[Work instructions]
Scan the entries for the word "UnknownName". Every line that has it should be copied.

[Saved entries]
┏━━

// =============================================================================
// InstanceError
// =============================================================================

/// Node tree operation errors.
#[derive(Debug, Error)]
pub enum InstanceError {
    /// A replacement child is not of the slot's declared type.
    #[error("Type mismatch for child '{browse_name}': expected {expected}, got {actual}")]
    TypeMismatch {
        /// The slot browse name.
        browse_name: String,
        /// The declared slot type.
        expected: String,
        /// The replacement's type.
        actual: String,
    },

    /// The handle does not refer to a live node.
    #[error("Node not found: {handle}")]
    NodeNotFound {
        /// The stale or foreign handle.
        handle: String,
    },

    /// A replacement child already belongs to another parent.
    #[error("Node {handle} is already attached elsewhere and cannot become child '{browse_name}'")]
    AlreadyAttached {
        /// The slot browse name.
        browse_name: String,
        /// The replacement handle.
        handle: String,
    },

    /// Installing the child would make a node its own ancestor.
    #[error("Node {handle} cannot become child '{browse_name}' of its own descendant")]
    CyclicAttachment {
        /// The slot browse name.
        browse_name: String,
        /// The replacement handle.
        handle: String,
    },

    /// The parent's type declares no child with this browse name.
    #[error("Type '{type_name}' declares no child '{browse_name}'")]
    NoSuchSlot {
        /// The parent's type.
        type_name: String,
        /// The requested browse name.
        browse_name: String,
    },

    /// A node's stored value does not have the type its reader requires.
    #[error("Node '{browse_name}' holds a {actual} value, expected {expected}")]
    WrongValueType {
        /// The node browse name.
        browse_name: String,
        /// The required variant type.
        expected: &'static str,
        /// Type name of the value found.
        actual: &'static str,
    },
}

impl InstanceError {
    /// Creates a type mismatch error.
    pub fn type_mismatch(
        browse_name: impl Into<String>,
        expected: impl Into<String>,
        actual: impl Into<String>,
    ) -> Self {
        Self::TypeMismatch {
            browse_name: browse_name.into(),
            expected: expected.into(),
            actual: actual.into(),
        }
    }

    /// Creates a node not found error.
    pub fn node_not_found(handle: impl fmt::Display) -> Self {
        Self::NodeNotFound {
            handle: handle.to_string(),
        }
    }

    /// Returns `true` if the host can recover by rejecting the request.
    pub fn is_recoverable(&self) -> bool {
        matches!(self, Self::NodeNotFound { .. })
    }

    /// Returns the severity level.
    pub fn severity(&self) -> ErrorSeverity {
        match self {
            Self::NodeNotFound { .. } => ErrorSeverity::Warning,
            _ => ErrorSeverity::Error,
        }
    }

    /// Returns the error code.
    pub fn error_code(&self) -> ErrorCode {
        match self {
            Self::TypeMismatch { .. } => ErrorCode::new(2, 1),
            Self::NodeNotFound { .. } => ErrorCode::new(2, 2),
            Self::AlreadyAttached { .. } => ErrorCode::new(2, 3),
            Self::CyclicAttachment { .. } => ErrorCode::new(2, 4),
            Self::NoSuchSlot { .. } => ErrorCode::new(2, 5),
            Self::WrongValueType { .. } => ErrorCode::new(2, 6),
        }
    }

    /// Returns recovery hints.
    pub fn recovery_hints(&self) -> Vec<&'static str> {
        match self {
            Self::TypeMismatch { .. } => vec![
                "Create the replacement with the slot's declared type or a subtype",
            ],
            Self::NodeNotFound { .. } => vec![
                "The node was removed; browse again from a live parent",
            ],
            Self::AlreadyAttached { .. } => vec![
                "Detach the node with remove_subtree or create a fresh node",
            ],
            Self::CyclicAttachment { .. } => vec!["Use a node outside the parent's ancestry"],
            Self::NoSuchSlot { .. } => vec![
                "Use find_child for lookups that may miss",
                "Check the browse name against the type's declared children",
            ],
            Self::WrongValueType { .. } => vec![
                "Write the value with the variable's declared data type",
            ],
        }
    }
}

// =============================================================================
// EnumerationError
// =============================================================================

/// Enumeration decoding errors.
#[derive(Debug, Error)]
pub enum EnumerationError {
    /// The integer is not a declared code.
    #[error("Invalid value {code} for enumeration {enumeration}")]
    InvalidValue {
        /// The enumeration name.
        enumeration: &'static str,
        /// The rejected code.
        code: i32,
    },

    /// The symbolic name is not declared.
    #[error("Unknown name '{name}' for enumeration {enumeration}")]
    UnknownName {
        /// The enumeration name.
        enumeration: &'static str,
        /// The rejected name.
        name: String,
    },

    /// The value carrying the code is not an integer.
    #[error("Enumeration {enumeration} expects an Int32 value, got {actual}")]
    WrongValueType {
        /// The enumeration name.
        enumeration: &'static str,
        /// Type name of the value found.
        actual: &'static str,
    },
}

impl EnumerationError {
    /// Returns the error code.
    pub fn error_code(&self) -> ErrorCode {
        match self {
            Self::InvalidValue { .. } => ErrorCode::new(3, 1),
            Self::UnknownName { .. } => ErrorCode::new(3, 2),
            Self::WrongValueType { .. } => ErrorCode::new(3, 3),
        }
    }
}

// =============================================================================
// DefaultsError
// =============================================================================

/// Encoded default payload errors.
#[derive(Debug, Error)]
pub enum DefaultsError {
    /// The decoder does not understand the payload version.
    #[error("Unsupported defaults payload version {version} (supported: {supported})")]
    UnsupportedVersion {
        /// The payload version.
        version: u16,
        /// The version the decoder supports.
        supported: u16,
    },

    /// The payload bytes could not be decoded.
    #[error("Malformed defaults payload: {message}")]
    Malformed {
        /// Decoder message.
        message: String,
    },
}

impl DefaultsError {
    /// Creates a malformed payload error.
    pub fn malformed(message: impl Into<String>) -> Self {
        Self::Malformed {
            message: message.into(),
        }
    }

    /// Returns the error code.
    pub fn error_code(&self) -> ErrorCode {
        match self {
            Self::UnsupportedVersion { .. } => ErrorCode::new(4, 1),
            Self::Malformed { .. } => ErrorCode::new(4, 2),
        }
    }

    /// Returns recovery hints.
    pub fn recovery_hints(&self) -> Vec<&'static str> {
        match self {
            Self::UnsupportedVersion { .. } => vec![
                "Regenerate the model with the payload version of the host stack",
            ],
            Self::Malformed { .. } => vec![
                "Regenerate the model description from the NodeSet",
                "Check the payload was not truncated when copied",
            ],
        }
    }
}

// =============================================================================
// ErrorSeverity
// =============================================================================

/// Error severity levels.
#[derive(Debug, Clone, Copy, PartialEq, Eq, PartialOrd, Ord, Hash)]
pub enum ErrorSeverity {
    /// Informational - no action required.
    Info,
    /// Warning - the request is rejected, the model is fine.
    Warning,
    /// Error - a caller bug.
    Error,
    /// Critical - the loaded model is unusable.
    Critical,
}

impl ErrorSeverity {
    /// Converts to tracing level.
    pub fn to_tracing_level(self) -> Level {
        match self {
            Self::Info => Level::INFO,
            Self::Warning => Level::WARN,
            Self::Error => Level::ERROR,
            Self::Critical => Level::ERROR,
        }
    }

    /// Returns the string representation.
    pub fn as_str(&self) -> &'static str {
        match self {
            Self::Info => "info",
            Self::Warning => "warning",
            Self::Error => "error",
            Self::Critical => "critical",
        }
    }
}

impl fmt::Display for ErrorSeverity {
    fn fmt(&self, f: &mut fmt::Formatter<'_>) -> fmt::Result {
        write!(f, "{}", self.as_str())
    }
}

┗━━

[Your solution]
    UnknownName {
            Self::UnknownName { .. } => ErrorCode::new(3, 2),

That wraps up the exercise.